April 2022 MP3 download issue and URL path fixes

GatorQue · GatorQue · commit 1f8883f1bfef · 2022-04-16T09:58:55.000-06:00
diff --git a/README.md b/README.md
@@ -8,7 +8,7 @@ This script is ideal for:
  - *Anyone* who wishes to study from the conference talks but doesn't have a reliable internet connection.
   
 ## What it can do?
-This script will allow you to download the LDS General Conference talks in mp3 form that are available at https://www.churchofjesuschrist.org/general-conference.

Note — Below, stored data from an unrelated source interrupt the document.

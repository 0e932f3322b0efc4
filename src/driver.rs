//! The Driver (spec §4.H): runs the full pipeline — trace → linearize →
//! assemble → serialize — and owns the compilation state machine
//!
//! ```text
//! INIT → TRACING (repeat up to K iterations) → TREE_COMPLETE
//!      → LINEARIZING → ASSEMBLED → SERIALIZED
//! ```
//!
//! Each transition is logged at `debug` level via `tracing`, the way
//! `freddiehaddad-oxidized` and `colinrozzi-runtime_v2` instrument their own
//! multi-stage pipelines. A malformed call tree, unknown opcode, or bad
//! regex at any stage aborts the whole compilation (spec §7): there is no
//! partial rule list, only a complete one or a `CompileError`.

use crate::assemble::assemble;
use crate::error::CompileResult;
use crate::linearize::linearize;
use crate::opcode::Instr;
use crate::rule::RuleList;
use crate::tracer::{trace, VarTracer};

/// The compilation phases named in spec §4.G, in the order they occur.
#[derive(Debug, Clone, Copy, PartialEq, Eq)]
pub enum Phase {
    Init,
    Tracing,
    TreeComplete,
    Linearizing,
    Assembled,
    Serialized,
}

/// Default tracer iteration bound `K` (spec §4.G, §9 "Open question").
pub const DEFAULT_MAX_ITERATIONS: usize = 10;

/// The product of a completed compilation: the linear opcode stream (kept
/// around for diagnostics/tests) and the final, assembled rule list.
#[derive(Debug, Clone)]
pub struct CompiledProgram {
    pub instructions: Vec<Instr>,
    pub rules: RuleList,
}

/// Run the full pipeline against a traced program.
///
/// `program` is re-invoked against a fresh `VarTracer` up to
/// `max_iterations` times (spec §4.C/§4.G); once the call tree is complete it
/// is linearized (§4.D, lowering expressions per §4.E as it goes) and
/// assembled (§4.F) into the final `RuleList`. This function covers
/// `INIT` through `ASSEMBLED`; callers reach `SERIALIZED` themselves via
/// `crate::serialize`, since serialization format (JSON vs JS) is a
/// presentation choice outside the compiler proper.
pub fn compile(program: impl Fn(&mut VarTracer), max_iterations: usize) -> CompileResult<CompiledProgram> {
    tracing::debug!(phase = ?Phase::Init, "starting compilation");

    tracing::debug!(phase = ?Phase::Tracing, max_iterations, "tracing program");
    let tree = trace(program, max_iterations)?;
    tracing::debug!(phase = ?Phase::TreeComplete, nodes = tree.root.len(), "call tree complete");

    tracing::debug!(phase = ?Phase::Linearizing, "linearizing call tree");
    let instructions = linearize(&tree.root)?;
    tracing::debug!(instruction_count = instructions.len(), "linearization produced opcode stream");

    tracing::debug!(phase = ?Phase::Assembled, "assembling rule list");
    let rules = assemble(&instructions)?;
    tracing::debug!(rule_count = rules.len(), "assembly complete");

    Ok(CompiledProgram { instructions, rules })
}

#[cfg(test)]
mod tests {
    use super::*;

    #[test]
    fn compiles_a_simple_branching_program() {
        let program = |vars: &mut VarTracer| {
            let b = vars.get("b");
            if vars.branch(&b) {
                vars.set_str("r", "yes");
            } else {
                vars.set_str("r", "no");
            }
            vars.merge();
        };

        let compiled = compile(program, DEFAULT_MAX_ITERATIONS).expect("should compile");
        assert!(!compiled.rules.is_empty());
        assert!(compiled.instructions.iter().any(|i| matches!(i, Instr::Cond(_))));
    }
}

+This script will allow you to download the LDS General Conference talks in mp3 form that are available at https://www.churchofjesuschrist.org/study/general-conference.
 It will create *playlists* as *.m3u files to allow you to play an *entire session*. 
 It will also create playlists for *speakers* and *topics*.
 This will not only work with the default English versions, but also for *every other language* for which audio files are available.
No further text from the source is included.